◆ WHAT THE TASK ASKS
Within the entries that follow, show each line where the word "Rgba" occurs.

◆ AVAILABLE RECORDS
☆ ☆ ☆ ☆
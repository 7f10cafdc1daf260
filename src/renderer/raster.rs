//! Pixel and raster types
//!
//! Pixels are plain `#[repr(C)]` byte structs so whole rasters can be viewed
//! as byte slices for the external display surface.

use bytemuck::{Pod, Zeroable};
use serde::{Deserialize, Serialize};

use crate::error::RasterError;

/// Opaque RGB pixel
#[repr(C)]
#[derive(Copy, Clone, Debug, Default, PartialEq, Eq, Hash, Pod, Zeroable, Serialize, Deserialize)]
#[serde(from = "[u8; 3]", into = "[u8; 3]")]
pub struct Rgb {
    pub r: u8,
    pub g: u8,
    pub b: u8,
}

impl Rgb {
    pub const BLACK: Rgb = Rgb::new(0, 0, 0);
    pub const WHITE: Rgb = Rgb::new(255, 255, 255);

    pub const fn new(r: u8, g: u8, b: u8) -> Self {
        Self { r, g, b }
    }
}

impl From<[u8; 3]> for Rgb {
    fn from([r, g, b]: [u8; 3]) -> Self {
        Self { r, g, b }
    }
}

impl From<Rgb> for [u8; 3] {
    fn from(c: Rgb) -> Self {
        [c.r, c.g, c.b]
    }
}

/// RGB pixel with straight (non-premultiplied) alpha
#[repr(C)]
#[derive(Copy, Clone, Debug, Default, PartialEq, Eq, Pod, Zeroable)]
pub struct Rgba {
    pub r: u8,
    pub g: u8,
    pub b: u8,
    pub a: u8,
}

impl Rgba {
    pub const TRANSPARENT: Rgba = Rgba::new(0, 0, 0, 0);

    pub const fn new(r: u8, g: u8, b: u8, a: u8) -> Self {
        Self { r, g, b, a }
    }

    pub const fn rgb(&self) -> Rgb {
        Rgb::new(self.r, self.g, self.b)
    }
}

/// Row-major 2D pixel grid
#[derive(Debug, Clone, PartialEq, Eq)]
pub struct Raster<P> {
    width: usize,
    height: usize,
    pixels: Vec<P>,
}

/// Target buffer for a composited frame
pub type FrameBuffer = Raster<Rgb>;

impl<P: Pod> Raster<P> {
    /// A raster filled with one pixel value
    pub fn filled(width: usize, height: usize, pixel: P) -> Self {
        Self {
            width,
            height,
            pixels: vec![pixel; width * height],
        }
    }

    /// Wrap tightly packed bytes (e.g. a decoded image or a camera frame)
    pub fn from_bytes(width: usize, height: usize, bytes: &[u8]) -> Result<Self, RasterError> {
        let channels = std::mem::size_of::<P>();
        let expected = width * height * channels;
        if bytes.len() != expected {
            return Err(RasterError::SizeMismatch {
                width,
                height,
                channels,
                expected,
                actual: bytes.len(),
            });
        }
        let pixels = bytes
            .chunks_exact(channels)
            .map(bytemuck::pod_read_unaligned)
            .collect();
        Ok(Self {
            width,
            height,
            pixels,
        })
    }

    /// Overwrite every pixel
    pub fn fill(&mut self, pixel: P) {
        self.pixels.fill(pixel);
    }

    /// Raw bytes, row-major, tightly packed
    pub fn as_bytes(&self) -> &[u8] {
        bytemuck::cast_slice(&self.pixels)
    }

    pub fn width(&self) -> usize {
        self.width
    }

    pub fn height(&self) -> usize {
        self.height
    }

    pub fn pixels(&self) -> &[P] {
        &self.pixels
    }

    /// Pixel at (x, y), None when outside
    pub fn get(&self, x: usize, y: usize) -> Option<P> {
        (x < self.width && y < self.height).then(|| self.pixels[y * self.width + x])
    }

    /// Pixel at signed coordinates, None when outside
    pub fn get_signed(&self, x: i64, y: i64) -> Option<P> {
        if x < 0 || y < 0 {
            return None;
        }
        self.get(x as usize, y as usize)
    }

    /// Overwrite a pixel, ignoring writes outside the raster
    pub fn put(&mut self, x: i64, y: i64, pixel: P) {
        if x < 0 || y < 0 || x as usize >= self.width || y as usize >= self.height {
            return;
        }
        let idx = y as usize * self.width + x as usize;
        self.pixels[idx] = pixel;
    }

    /// Mutable row slice
    pub fn row_mut(&mut self, y: usize) -> &mut [P] {
        let start = y * self.width;
        &mut self.pixels[start..start + self.width]
    }

    pub fn row(&self, y: usize) -> &[P] {
        let start = y * self.width;
        &self.pixels[start..start + self.width]
    }

    /// Nearest-neighbour resample (used for tutorial icons)
    pub fn resized(&self, width: usize, height: usize) -> Self {
        if self.width == 0 || self.height == 0 {
            return Self {
                width,
                height,
                pixels: vec![P::zeroed(); width * height],
            };
        }
        let mut pixels = Vec::with_capacity(width * height);
        for y in 0..height {
            let sy = y * self.height / height;
            for x in 0..width {
                let sx = x * self.width / width;
                pixels.push(self.pixels[sy * self.width + sx]);
            }
        }
        Self {
            width,
            height,
            pixels,
        }
    }
}

/// A sprite image, either fully opaque or carrying an alpha channel
#[derive(Debug, Clone, PartialEq, Eq)]
pub enum Sprite {
    /// 3-channel: overwrites its destination region
    Opaque(Raster<Rgb>),
    /// 4-channel: alpha blended onto the destination
    Transparent(Raster<Rgba>),
}

impl Sprite {
    pub fn width(&self) -> usize {
        match self {
            Sprite::Opaque(r) => r.width(),
            Sprite::Transparent(r) => r.width(),
        }
    }

    pub fn height(&self) -> usize {
        match self {
            Sprite::Opaque(r) => r.height(),
            Sprite::Transparent(r) => r.height(),
        }
    }

    pub fn resized(&self, width: usize, height: usize) -> Self {
        match self {
            Sprite::Opaque(r) => Sprite::Opaque(r.resized(width, height)),
            Sprite::Transparent(r) => Sprite::Transparent(r.resized(width, height)),
        }
    }
}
☆ ☆ ☆ ☆
◆ SOLUTION TO THE EXERCISE
pub struct Rgba {
impl Rgba {
    pub const TRANSPARENT: Rgba = Rgba::new(0, 0, 0, 0);
    Transparent(Raster<Rgba>),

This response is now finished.